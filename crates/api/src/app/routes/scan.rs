//! Scanning-station endpoints.
//!
//! A station opens a session with a tracking id, then posts one part number
//! per physical scan. The final matching scan commits the dispatch.

use std::sync::Arc;

use axum::{
    Json, Router,
    extract::{Extension, Path},
    http::StatusCode,
    response::IntoResponse,
    routing::{get, post},
};

use shipcheck_auth::{Capability, Permission};
use shipcheck_core::SessionToken;

use crate::app::{dto, errors};
use crate::app::services::AppServices;
use crate::authz::capability_for;
use crate::context::PrincipalContext;

pub fn router() -> Router {
    Router::new()
        .route("/sessions", post(begin_scan))
        .route("/sessions/:token", get(get_session).delete(abandon_session))
        .route("/sessions/:token/parts", post(scan_part))
        .route("/sessions/:token/dispatch", post(retry_dispatch))
}

fn scan_capability(principal: &PrincipalContext) -> Result<Capability, axum::response::Response> {
    capability_for(principal, &Permission::DISPATCH_SCAN).map_err(errors::authz_error_to_response)
}

fn parse_token(raw: &str) -> Result<SessionToken, axum::response::Response> {
    raw.parse::<SessionToken>().map_err(|_| {
        errors::json_error(StatusCode::BAD_REQUEST, "invalid_token", "invalid session token")
    })
}

pub async fn begin_scan(
    Extension(services): Extension<Arc<AppServices>>,
    Extension(principal): Extension<PrincipalContext>,
    Json(body): Json<dto::BeginScanRequest>,
) -> axum::response::Response {
    let cap = match scan_capability(&principal) {
        Ok(c) => c,
        Err(resp) => return resp,
    };

    match services.scans.begin_scan(&cap, &body.tracking_id).await {
        Ok(started) => (StatusCode::CREATED, Json(started)).into_response(),
        Err(e) => errors::scan_error_to_response(e),
    }
}

pub async fn scan_part(
    Extension(services): Extension<Arc<AppServices>>,
    Extension(principal): Extension<PrincipalContext>,
    Path(token): Path<String>,
    Json(body): Json<dto::ScanPartRequest>,
) -> axum::response::Response {
    let cap = match scan_capability(&principal) {
        Ok(c) => c,
        Err(resp) => return resp,
    };
    let token = match parse_token(&token) {
        Ok(t) => t,
        Err(resp) => return resp,
    };

    match services.scans.scan_part(&cap, token, &body.part_number).await {
        Ok(report) => (StatusCode::OK, Json(report)).into_response(),
        Err(e) => errors::scan_error_to_response(e),
    }
}

pub async fn retry_dispatch(
    Extension(services): Extension<Arc<AppServices>>,
    Extension(principal): Extension<PrincipalContext>,
    Path(token): Path<String>,
) -> axum::response::Response {
    let cap = match scan_capability(&principal) {
        Ok(c) => c,
        Err(resp) => return resp,
    };
    let token = match parse_token(&token) {
        Ok(t) => t,
        Err(resp) => return resp,
    };

    match services.scans.retry_dispatch(&cap, token).await {
        Ok(report) => (StatusCode::OK, Json(report)).into_response(),
        Err(e) => errors::scan_error_to_response(e),
    }
}

pub async fn get_session(
    Extension(services): Extension<Arc<AppServices>>,
    Extension(principal): Extension<PrincipalContext>,
    Path(token): Path<String>,
) -> axum::response::Response {
    if let Err(resp) = scan_capability(&principal) {
        return resp;
    }
    let token = match parse_token(&token) {
        Ok(t) => t,
        Err(resp) => return resp,
    };

    match services.scans.session(token).await {
        Ok(view) => (StatusCode::OK, Json(view)).into_response(),
        Err(e) => errors::scan_error_to_response(e),
    }
}

pub async fn abandon_session(
    Extension(services): Extension<Arc<AppServices>>,
    Extension(principal): Extension<PrincipalContext>,
    Path(token): Path<String>,
) -> axum::response::Response {
    if let Err(resp) = scan_capability(&principal) {
        return resp;
    }
    let token = match parse_token(&token) {
        Ok(t) => t,
        Err(resp) => return resp,
    };

    match services.scans.abandon(token).await {
        Ok(()) => StatusCode::NO_CONTENT.into_response(),
        Err(e) => errors::scan_error_to_response(e),
    }
}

_ _ _ _ _

→ **Work order**
Which lines above include the string "async"? Show them.

→ **Task response**
pub async fn begin_scan(
pub async fn scan_part(
pub async fn retry_dispatch(
pub async fn get_session(
pub async fn abandon_session(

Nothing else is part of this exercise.